Now, suddenly, some of those people are starting to tell the truth about embryonic stem cell research (ESCR). Unfortunately, it's too late. We needed those voice before the election. Voices like Charles Krauthammer, who was paralyzed during a 1972 diving accident and differed with President Bush on the use of 'leftover' IFV embryos . Today, in a Washington Post column, he asserts that President Obama has "left open the creation of cloned -- and noncloned sperm-and-egg-derived -- human embryos solely for the purpose of dismemberment and use for parts." Saying that he is not religious and does not believe "personhood is conferred at conception," he went on to say, however, that a human embryo is not the equivalent of a "hangnail" and that lines must be drawn -- by the likes of President Obama -- given the "well-recorded human propensity for evil even in the pursuit of good."
Well, yes, that was the point of ESCR opponents all along. A human embryo is a life, not a hangnail. It is not an appendage that can be used or discarded as others see fit. And, yes, science must be balanced by ethics or it will end up in a place that none of us want to go. Now, it seems, we're well on our way to that place.

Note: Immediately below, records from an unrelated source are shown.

#[cfg(test)]
mod tests {
    use super::*;

    fn small_airport() -> Level {
        LevelBuilder::new("Test field", 8)
            .horizontal_runway(0, 0, 7, &[2, 5])
            .vertical_runway(7, 2, 7, &[4])
            .tile(2, 1, Terrain::HoldingPoint)
            .tile(3, 3, Terrain::Parking)
            .build()
            .expect("fixture level must build")
    }

    #[test]
    fn tile_index_round_trips_for_every_tile() {
        let level = small_airport();
        let columns = level.columns() as usize;
        for t in 0..level.tile_count() as TileIndex {
            let (column, row) = level.grid_coordinate(t);
            assert_eq!(column, t as usize % columns);
            assert_eq!(row, t as usize / columns);
            assert_eq!(level.tile_index(column, row), Some(t));
        }
        assert_eq!(level.tile_index(8, 0), None);
        assert_eq!(level.tile_at(64), None);
    }

    #[test]
    fn runway_headers_follow_scan_order() {
        let level = small_airport();
        assert_eq!(level.runway_headers(), &[0, 7, 23, 63]);
    }

    #[test]
    fn runway_runs_terminate_on_runway_start() {
        let level = small_airport();
        for &header in level.runway_headers() {
            let run = level.runway_run(header).expect("header must have a run");
            let last = *run.last().unwrap();
            assert_ne!(last, header);
            assert!(level.tile_at(last).unwrap().is_runway_start());
        }
        assert_eq!(level.runway_run(0).unwrap(), vec![0, 1, 2, 3, 4, 5, 6, 7]);
        assert_eq!(level.runway_run(7).unwrap(), vec![7, 6, 5, 4, 3, 2, 1, 0]);
        assert_eq!(level.runway_run(63).unwrap(), vec![63, 55, 47, 39, 31, 23]);
    }

    #[test]
    fn runway_run_rejects_non_headers_and_open_runways() {
        let level = small_airport();
        assert_eq!(level.runway_run(3), None);

        let open = LevelBuilder::new("Open", 8)
            .tile(2, 2, Terrain::RunwayStartEast)
            .tile(3, 2, Terrain::RunwayMid)
            .build()
            .unwrap();
        assert_eq!(open.runway_run(18), None);
    }

    #[test]
    fn header_behind_walks_against_runway_direction() {
        let level = small_airport();
        assert_eq!(level.runway_header_behind(2, Direction::East), Some(0));
        assert_eq!(level.runway_header_behind(2, Direction::West), Some(7));
        assert_eq!(level.runway_header_behind(39, Direction::South), Some(23));
    }

    #[test]
    fn pathable_accepts_mirrored_variants() {
        assert!(Cell::new(Terrain::Taxiway.id() | TILE_MIRROR_FLAG, 0).is_pathable());
        assert!(Cell::new(Terrain::Parking.id(), 3).is_pathable());
        assert!(!Cell::new(Terrain::Grass.id(), 0).is_pathable());
        assert!(!Cell::new(Terrain::RunwayStartEast.id(), 0).is_pathable());
    }

    #[test]
    fn serialized_level_parses_back() {
        let level = small_airport();
        let bytes = serialize_level(&level);
        assert_eq!(&bytes[..3], b"ATC");
        let parsed = parse_level(&bytes).expect("serialized level must parse");
        assert_eq!(parsed.title(), "Test field");
        assert_eq!(parsed.cells(), level.cells());
        assert_eq!(parsed.runway_headers(), level.runway_headers());
    }

    #[test]
    fn parse_rejects_malformed_headers() {
        let mut bytes = serialize_level(&small_airport());

        assert_eq!(
            parse_level(&bytes[..10]),
            Err(LevelError::TooShort {
                actual: 10,
                min: LEVEL_HEADER_SIZE
            })
        );

        assert!(matches!(
            parse_level(&bytes[..bytes.len() - 2]),
            Err(LevelError::LengthMismatch { .. })
        ));

        bytes[3] = 7;
        assert!(matches!(
            parse_level(&bytes),
            Err(LevelError::ColumnsOutOfRange { columns: 7, .. })
        ));
        bytes[3] = 33;
        assert!(matches!(
            parse_level(&bytes),
            Err(LevelError::ColumnsOutOfRange { columns: 33, .. })
        ));

        bytes[0] = b'X';
        assert_eq!(
            parse_level(&bytes),
            Err(LevelError::InvalidMagic {
                found: [b'X', b'T', b'C']
            })
        );
    }
}
/// Xorshift32 generator driving the unboarding key sequences, so a session
/// replays identically from the same seed and inputs.
#[derive(Clone, Copy, Debug)]
pub struct SeededRng {
    state: u32,
}

impl SeededRng {
    pub fn new(seed: u32) -> Self {
        Self {
            state: if seed == 0 { 0xDEAD_BEEF } else { seed },
        }
    }

    pub fn state(&self) -> u32 {
        self.state
    }

    pub fn next(&mut self) -> u32 {
        let mut x = self.state;
        x ^= x << 13;
        x ^= x >> 17;
        x ^= x << 5;
        self.state = x;
        self.state
    }

    pub fn next_int(&mut self, max: u32) -> u32 {
        if max == 0 {
            return 0;
        }
        self.next() % max
    }
}

#[cfg(test)]
mod tests {
    use super::*;

    #[test]
    fn zero_seed_falls_back_to_default_state() {
        assert_eq!(SeededRng::new(0).state(), 0xDEAD_BEEF);
    }

    #[test]
    fn same_seed_yields_same_sequence() {
        let mut a = SeededRng::new(42);
        let mut b = SeededRng::new(42);
        for _ in 0..32 {
            assert_eq!(a.next_int(4), b.next_int(4));
        }
    }
}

Another Washington Post columnist, Kathleen Parker, also came out against the Obama reversal on ESCR, saying that the new president was more intent on keeping political promises than acknowledging scientific advances that would allow stem cell research to continue to move forward by leaps and bounds minus the controversial use of human embryos. Which was kind of surprising, given the contemptuous November column she wrote about religious folks, whom she referred to as the "oogedy-boogedy branch of the GOP." In fact, she literally spelled out G-O-D as the "great big problem." Now, she's trying to make nice, saying that "good people can disagree" and that the "objectification of human life is never a trivial matter."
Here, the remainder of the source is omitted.